İnsan eylemiyle var, tarihin öznesi oluyor. Olanın içinde yaşıyor, yer alıyor, katkı sunuyor, karşı çıkıyor, inat ediyor, sevgiyle büyütüyor. Değer verdiği “şey”ler var, değerleri var, insan değerleriyle insan oluyor ya da olamıyor.

Tarihlere anlam yüklemek. Nihayetinde mevsimler değişiyor, aylar, günler. Doğum günü, ölüm günü, bir direnişin başladığı tarih ya da darbe yapıldığı gün, Cumhuriyet’in kuruluşu…

Bursalı bir hekim, Hamdi Uğur, 1919’un 14 Mart’ını “Tıbbiyeli Hikmet’in günlüğünden” adıyla öyküleştirerek kısa bir mektupla hekimlere iletiyor. “Gerçek” Hamdi Uğur’un kurgu öyküsüyle bire bir aynı mıdır? Bilinmez ama böyle ya da buna çok yakın olmalı. Nereden biliyoruz?

Kitapları karıştırınca bu topraklarda 1827’de modern tıp eğitiminin başladığı tarihten 1919’a geçen yaklaşık 100 yıllık bir zaman diliminde hekimlerin “arayışını” görüyoruz:

“mektebi tıbbiye talebesinin daima sarayın aleyhine ahrarane (özgürlükçü, hürriyetçi) fikirler taşıdığını (…) tıbbiyelilerin padişahım çok yaşa yerine padişahım baş aşağı diye haykırdığını
(…) tıbbiye ile ayrı düşünülemeyen iki sözcüğün karşı durduğu istibdat ve aradığı hürriyet olduğunu (…) bu nedenlerle cami altında işkence gördüklerini (…) tıbbiyenin cehalete, taassuba (kör tarafgirliğe), gericiliğe, yoksulluğa, ezilmişliğe direnişle simgeleştiğini (…) özde devrimci, ilerici, özgürlükçü ve bilimden yana olduklarını, okuyoruz.

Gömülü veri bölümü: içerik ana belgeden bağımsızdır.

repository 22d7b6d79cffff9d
pub mod models;
pub mod services;
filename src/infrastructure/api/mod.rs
mod chat;
mod credentials;

pub use chat::*;
pub use credentials::*;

Hekimler bu topraklarda 100 yıldır mesleki pratikleriyle yaşadıkları topluma, çağa karşı sorumluluklarının sancısını, deyim yerindeyse yükünü taşıyarak yürüdüler, yürüyorlar.

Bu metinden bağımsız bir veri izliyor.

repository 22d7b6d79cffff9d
#[cfg(test)]
#[path = "cli_test.rs"]
mod tests;

use std::io;
use std::io::BufRead;
use std::path;

use anyhow::bail;
use anyhow::Result;
use clap::value_parser;
use clap::Arg;
use clap::ArgAction;
use clap::ArgMatches;
use clap::Command;
use clap_complete::generate;
use clap_complete::Generator;
use clap_complete::Shell;
use tokio::fs;
use tokio::io::AsyncWriteExt;
use yansi::Paint;

use crate::configuration::Config;
use crate::configuration::ConfigKey;
use crate::domain::models::GenerationParameters;
use crate::domain::models::Scenario;
use crate::domain::models::SessionState;
use crate::domain::services::Comparator;
use crate::domain::services::RequestAssembler;
use crate::domain::services::RequestSession;
use crate::domain::services::Scenarios;
use crate::infrastructure::api::ChatClient;
use crate::infrastructure::api::ConfigCredentialStore;
use crate::infrastructure::api::CredentialStore;
use crate::infrastructure::api::CredentialStoreBox;
use crate::infrastructure::api::FileCredentialStore;

fn print_completions<G: Generator>(gen: G, cmd: &mut Command) {
    generate(gen, cmd, cmd.get_name().to_string(), &mut io::stdout());
    std::process::exit(0);
}

fn subcommand_completions() -> Command {
    return Command::new("completions")
        .about("Generates shell completions.")
        .arg(
            Arg::new("shell")
                .short('s')
                .long("shell")
                .help("Which shell to generate completions for.")
                .action(ArgAction::Set)
                .value_parser(value_parser!(Shell))
                .required(true),
        );
}

fn subcommand_config() -> Command {
    return Command::new("config")
        .about("Configuration file options.")
        .arg_required_else_help(true)
        .subcommand(Command::new("create").about("Creates a default config file."))
        .subcommand(Command::new("default").about("Prints the default config file to stdout."));
}

fn subcommand_key() -> Command {
    return Command::new("key")
        .about("Stores the API credential used as the bearer token on every request.")
        .arg(
            Arg::new("token")
                .help("The credential. Read from stdin when omitted.")
                .action(ArgAction::Set),
        );
}

fn subcommand_list() -> Command {
    return Command::new("list").about("Lists all guided steps.");
}

fn arg_input() -> Arg {
    return Arg::new("input")
        .short('i')
        .long("input")
        .help("The user message appended after the step's context.")
        .action(ArgAction::Set)
        .required(true);
}

fn subcommand_preview() -> Command {
    return Command::new("preview")
        .about("Prints the request a step would send, without sending it.")
        .arg(
            Arg::new("step")
                .help("The step number, see `list`.")
                .value_parser(value_parser!(usize))
                .required(true),
        )
        .arg(arg_input());
}

fn subcommand_run() -> Command {
    return Command::new("run")
        .about("Sends a step's context plus your message and prints the raw response.")
        .arg(
            Arg::new("step")
                .help("The step number, see `list`.")
                .value_parser(value_parser!(usize))
                .required(true),
        )
        .arg(arg_input())
        .arg(
            Arg::new("temperature")
                .long("temperature")
                .help("Sampling temperature between 0.0 and 2.0. Only honored by steps that expose generation parameters.")
                .value_parser(value_parser!(f64))
                .action(ArgAction::Set),
        )
        .arg(
            Arg::new("max-tokens")
                .long("max-tokens")
                .help("Maximum response length between 1 and 2000 tokens. Only honored by steps that expose generation parameters.")
                .value_parser(value_parser!(u32))
                .action(ArgAction::Set),
        );
}

fn subcommand_compare() -> Command {
    return Command::new("compare")
        .about("Sends the same message through two different steps' contexts concurrently.")
        .arg(
            Arg::new("step-a")
                .help("The first step number.")
                .value_parser(value_parser!(usize))
                .required(true),
        )
        .arg(
            Arg::new("step-b")
                .help("The second step number.")
                .value_parser(value_parser!(usize))
                .required(true),
        )
        .arg(arg_input());
}

pub fn build() -> Command {
    return Command::new("contextlab")
        .about("Demonstrates, step by step, how conversational context shapes the output of a chat completion model.")
        .version(env!("CARGO_PKG_VERSION"))
        .arg_required_else_help(true)
        .subcommand(subcommand_completions())
        .subcommand(subcommand_config())
        .subcommand(subcommand_compare())
        .subcommand(subcommand_key())
        .subcommand(subcommand_list())
        .subcommand(subcommand_preview())
        .subcommand(subcommand_run())
        .arg(
            Arg::new("config-file")
                .short('c')
                .long("config-file")
                .env("CONTEXTLAB_CONFIG_FILE")
                .help(format!(
                    "Path to the config file. [default: {}]",
                    Config::default(ConfigKey::ConfigFile)
                ))
                .global(true)
                .action(ArgAction::Set),
        )
        .arg(
            Arg::new("api-url")
                .long("api-url")
                .env("CONTEXTLAB_API_URL")
                .help("Base URL of the chat completion service. [default: https://api.openai.com]")
                .global(true)
                .action(ArgAction::Set),
        )
        .arg(
            Arg::new("api-token")
                .long("api-token")
                .env("CONTEXTLAB_API_TOKEN")
                .help("The API token used as the bearer credential.")
                .global(true)
                .action(ArgAction::Set),
        )
        .arg(
            Arg::new("model")
                .short('m')
                .long("model")
                .env("CONTEXTLAB_MODEL")
                .help("Model used by steps that do not pin their own. [default: gpt-4o]")
                .global(true)
                .action(ArgAction::Set),
        )
        .arg(
            Arg::new("request-timeout")
                .long("request-timeout")
                .env("CONTEXTLAB_REQUEST_TIMEOUT")
                .help("Request timeout in milliseconds. [default: 30000]")
                .global(true)
                .action(ArgAction::Set),
        );
}

async fn create_config_file() -> Result<()> {
    let config_file_path_str = Config::default(ConfigKey::ConfigFile);
    let config_file_path = path::PathBuf::from(&config_file_path_str);
    if config_file_path.exists() {
        bail!(format!(
            "Config file already exists at {config_file_path_str}"
        ));
    }

    if !config_file_path.parent().unwrap().exists() {
        fs::create_dir_all(config_file_path.parent().unwrap()).await?;
    }

    let mut file = fs::File::create(config_file_path.clone()).await?;
    file.write_all(Config::serialize_default(build()).as_bytes())
        .await?;

    let config_path_display = config_file_path.as_os_str().to_str().unwrap();
    println!("Created default config file at {config_path_display}");
    return Ok(());
}

fn scenario(step: usize) -> Result<&'static Scenario> {
    if let Some(scenario) = Scenarios::get(step) {
        return Ok(scenario);
    }

    bail!(format!(
        "Step {step} doesn't exist. Run `contextlab list` to see all steps."
    ));
}

fn resolve_credentials() -> Result<CredentialStoreBox> {
    let config_store = ConfigCredentialStore::default();
    if !config_store.get().is_empty() {
        return Ok(Box::new(config_store));
    }

    let file_store = FileCredentialStore::default();
    if file_store.get().is_empty() {
        bail!("No API credential found. Run `contextlab key` first, or pass --api-token.");
    }

    return Ok(Box::new(file_store));
}

fn params_from_matches(
    scenario: &Scenario,
    matches: &ArgMatches,
) -> Result<Option<GenerationParameters>> {
    let temperature = matches.get_one::<f64>("temperature");
    let max_tokens = matches.get_one::<u32>("max-tokens");

    if temperature.is_none() && max_tokens.is_none() {
        return Ok(None);
    }

    if !scenario.params_enabled {
        bail!(format!(
            "Step {} doesn't expose generation parameters.",
            scenario.order_index
        ));
    }

    let (Some(temperature), Some(max_tokens)) = (temperature, max_tokens) else {
        bail!("--temperature and --max-tokens must be provided together.");
    };

    return Ok(Some(GenerationParameters::new(*temperature, *max_tokens)?));
}

fn session_for(scenario: &Scenario, params: Option<GenerationParameters>) -> Result<RequestSession> {
    let model = scenario
        .model
        .map(|model| return model.to_string())
        .unwrap_or_else(|| return Config::get(ConfigKey::Model));

    return Ok(RequestSession::new(
        ChatClient::default(),
        resolve_credentials()?,
        scenario.context.clone(),
        &model,
        params,
    ));
}

fn print_step(scenario: &Scenario) {
    println!(
        "{} {}",
        Paint::blue(format!("Étape {}:", scenario.order_index)).bold(),
        Paint::new(scenario.title).bold()
    );
    println!("  {}", scenario.description);
    println!("  Contexte: {} message(s)", scenario.context.len());
    if let Some(model) = scenario.model {
        println!("  Modèle: {model}");
    }
    if scenario.params_enabled {
        println!("  Paramètres de génération: réglables");
    }
    if let Some(suggested) = scenario.suggested_input {
        println!("  Exemple: {suggested}");
    }
}

fn print_outcome(label: &str, state: &SessionState) -> Result<()> {
    match state {
        SessionState::Succeeded(body) => {
            println!("{}", Paint::green(label).bold());
            println!("{}", serde_json::to_string_pretty(body)?);
        }
        SessionState::Failed(message) => {
            println!("{}", Paint::red(label).bold());
            println!("{message}");
        }
        _ => {
            println!("{}", Paint::yellow(label).bold());
            println!("(no outcome)");
        }
    }

    return Ok(());
}

fn store_key(matches: &ArgMatches) -> Result<()> {
    let token = match matches.get_one::<String>("token") {
        Some(token) => token.to_string(),
        None => {
            println!("Paste your API key:");
            let mut line = String::new();
            io::stdin().lock().read_line(&mut line)?;
            line.trim().to_string()
        }
    };

    if token.is_empty() {
        bail!("The credential cannot be empty.");
    }

    FileCredentialStore::default().set(&token);
    println!("Credential stored.");
    return Ok(());
}

async fn run_step(matches: &ArgMatches) -> Result<()> {
    let step = *matches.get_one::<usize>("step").unwrap();
    let input = matches.get_one::<String>("input").unwrap();

    let scenario = scenario(step)?;
    let params = params_from_matches(scenario, matches)?;
    let session = session_for(scenario, params)?;

    println!("{}", Paint::blue("Requête:").bold());
    println!("{}", serde_json::to_string_pretty(&session.preview(input))?);

    session.start(input).await?;
    print_outcome("Résultat:", &session.state())?;

    if let Some(commentary) = scenario.commentary {
        println!("\n{}", Paint::new(commentary).italic());
    }

    return Ok(());
}

async fn compare_steps(matches: &ArgMatches) -> Result<()> {
    let step_a = *matches.get_one::<usize>("step-a").unwrap();
    let step_b = *matches.get_one::<usize>("step-b").unwrap();
    let input = matches.get_one::<String>("input").unwrap();

    let scenario_a = scenario(step_a)?;
    let scenario_b = scenario(step_b)?;

    let comparator = Comparator::new(
        session_for(scenario_a, None)?,
        session_for(scenario_b, None)?,
    );
    comparator.compare(input).await?;

    let (left, right) = comparator.outcomes();
    print_outcome(&format!("Étape {step_a}:"), &left)?;
    println!();
    print_outcome(&format!("Étape {step_b}:"), &right)?;

    return Ok(());
}

pub async fn parse() -> Result<()> {
    let matches = build().get_matches();

    match matches.subcommand() {
        Some(("completions", subcommand_matches)) => {
            if let Some(completions) = subcommand_matches.get_one::<Shell>("shell").copied() {
                let mut app = build();
                print_completions(completions, &mut app);
            }
        }
        Some(("config", subcommand_matches)) => match subcommand_matches.subcommand() {
            Some(("create", _)) => {
                create_config_file().await?;
            }
            Some(("default", _)) => {
                println!("{}", Config::serialize_default(build()));
            }
            _ => {}
        },
        Some(("key", subcommand_matches)) => {
            store_key(subcommand_matches)?;
        }
        Some(("list", _)) => {
            for scenario in Scenarios::all() {
                print_step(scenario);
                println!();
            }
        }
        Some(("preview", subcommand_matches)) => {
            Config::load(vec![&matches, subcommand_matches]).await?;
            let step = *subcommand_matches.get_one::<usize>("step").unwrap();
            let input = subcommand_matches.get_one::<String>("input").unwrap();

            let scenario = scenario(step)?;
            let model = scenario
                .model
                .map(|model| return model.to_string())
                .unwrap_or_else(|| return Config::get(ConfigKey::Model));
            let payload = RequestAssembler::assemble(&scenario.context, input, &model, None);
            println!("{}", serde_json::to_string_pretty(&payload)?);
        }
        Some(("run", subcommand_matches)) => {
            Config::load(vec![&matches, subcommand_matches]).await?;
            run_step(subcommand_matches).await?;
        }
        Some(("compare", subcommand_matches)) => {
            Config::load(vec![&matches, subcommand_matches]).await?;
            compare_steps(subcommand_matches).await?;
        }
        _ => {}
    }

    return Ok(());
}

Günümüzde de Türkiye’de hekimlerin, eksiği fazlasıyla ortak zemin olan TTB’de simgeleşen ama onunla sınırlı olmayan gövdesinin demokratik değerlere, aydınlanmaya, laikliğe sahip
çıktığını, yoksuldan, dezavantajlıdan yana tutum aldığını, ‘öteki’yi gözeten/empati kuran, eşitlik ve özgürlüklerin güvencesi olan uygarlığın hukukuna, doğaya saygılı, barışın egemen olduğu bir “hâlin” toplumun sağlığının da ön koşulu olduğunu bilerek ve seslendirerek yürümeye çaba harcadığını görüyoruz.

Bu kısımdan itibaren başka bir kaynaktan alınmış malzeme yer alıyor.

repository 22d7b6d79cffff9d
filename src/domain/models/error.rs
use thiserror::Error;

/// Errors raised by the core before or during a request lifecycle.
///
/// `Validation` and `Index` are local precondition failures and never involve
/// the network. `Transport` means the exchange itself could not be completed.
#[derive(Clone, Debug, PartialEq, Eq, Error)]
pub enum CoreError {
    #[error("validation failed: {0}")]
    Validation(String),

    #[error("index {index} is out of bounds for length {len}")]
    Index { index: usize, len: usize },

    #[error("transport failed: {0}")]
    Transport(String),
}
use serde_json::Value;

/// Result of one completed send attempt. `Success` carries the service's body
/// verbatim, service-side error objects included. `Failure` is reserved for
/// exchanges that never produced a parseable body.
#[derive(Clone, Debug, PartialEq)]
pub enum ResponseOutcome {
    Success(Value),
    Failure(String),
}

/// Observable lifecycle of a request session. `Pending` is always entered
/// before the exchange starts, so observers never see a stale outcome while a
/// new call is in flight.
#[derive(Clone, Debug, Default, PartialEq)]
pub enum SessionState {
    #[default]
    Idle,
    Pending,
    Succeeded(Value),
    Failed(String),
}

impl SessionState {
    pub fn is_pending(&self) -> bool {
        return *self == SessionState::Pending;
    }

    pub fn is_resolved(&self) -> bool {
        return matches!(self, SessionState::Succeeded(_) | SessionState::Failed(_));
    }
}
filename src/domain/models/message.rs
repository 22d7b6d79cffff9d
#[cfg(test)]
#[path = "message_test.rs"]
mod tests;

use std::fmt;

use serde_derive::Deserialize;
use serde_derive::Serialize;

use super::CoreError;

/// Speaker classification of a message. The enumeration is closed, the remote
/// service accepts nothing else.
#[derive(Copy, Clone, Debug, PartialEq, Eq, Serialize, Deserialize)]
#[serde(rename_all = "lowercase")]
pub enum Role {
    System,
    User,
    Assistant,
}

impl Role {
    pub fn parse(value: &str) -> Result<Role, CoreError> {
        let role = match value {
            "system" => Role::System,
            "user" => Role::User,
            "assistant" => Role::Assistant,
            _ => {
                return Err(CoreError::Validation(format!(
                    "unknown role '{value}', expected one of: system, user, assistant"
                )));
            }
        };

        return Ok(role);
    }
}

impl fmt::Display for Role {
    fn fmt(&self, f: &mut fmt::Formatter<'_>) -> fmt::Result {
        let name = match self {
            Role::System => "system",
            Role::User => "user",
            Role::Assistant => "assistant",
        };

        return write!(f, "{name}");
    }
}

/// One unit of conversation, exactly the shape the wire contract expects.
/// Messages are values, mutation always goes through creating a fresh one.
#[derive(Clone, Debug, PartialEq, Eq, Serialize, Deserialize)]
pub struct Message {
    pub role: Role,
    pub content: String,
}

impl Message {
    pub fn new(role: Role, content: &str) -> Message {
        return Message {
            role,
            content: content.to_string(),
        };
    }

    pub fn system(content: &str) -> Message {
        return Message::new(Role::System, content);
    }

    pub fn user(content: &str) -> Message {
        return Message::new(Role::User, content);
    }

    pub fn assistant(content: &str) -> Message {
        return Message::new(Role::Assistant, content);
    }
}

Zor ama işte bu ortamda ve bu an’da kendimizle yüzleşebilir, bir muhasebe yapılabiliriz, yapmalıyız.

İlk adım olarak 1919’da işgale, emperyal güçlere karşı tutuma “vesile” olarak 14 Mart’ı bulan özgürlükçü, bağımsızlıkçı, aydınlanmacı, taassuba karşı hekimlerden 100 yılın ardına, bugüne kalanı düşünmeliyiz. Düşünmeliyiz çünkü 100 yıl sonraya bırakılacak olana karar verme anında, eşiğindeyiz.

1919’un 14 Mart’ı, üzerinden geçen onlarca yıla rağmen soluklaşıp sönümlenmiyor. İçeriği kimi zaman unutulur gibi olsa, şekilsiz bir çağrışım yaptıran kimi anlara tanık olunsa da varlığını korudu, koruyor ve 2019’da cevap bekleyen bir soru olarak gelip karşımıza dikiliyor: 100 yılın muhasebesi nedir ve yarına ne bırakıyorum/uz?

Kim cevap verecek? Kuşkusuz öncelikle herkes kendi başına. Kaytarmak mümkün mü? Elbette, biraz da o yüzden “bu hâlde” değil miyiz zaten!

Osmanlı’dan Türkiye Cumhuriyet’ine, 500 civarı hekimden 160 bin hekime, binde yüzlü bebek ölümlerinden onlu rakamlara… ez cümle en yetkililerce yazılıp çizildiği, vaaz edildiğine göre son 17 yılda sağlık sisteminde büyük bir başarı öyküsü yaratmış ve bu yönüyle de en önlerde gelen bir ülkeyiz.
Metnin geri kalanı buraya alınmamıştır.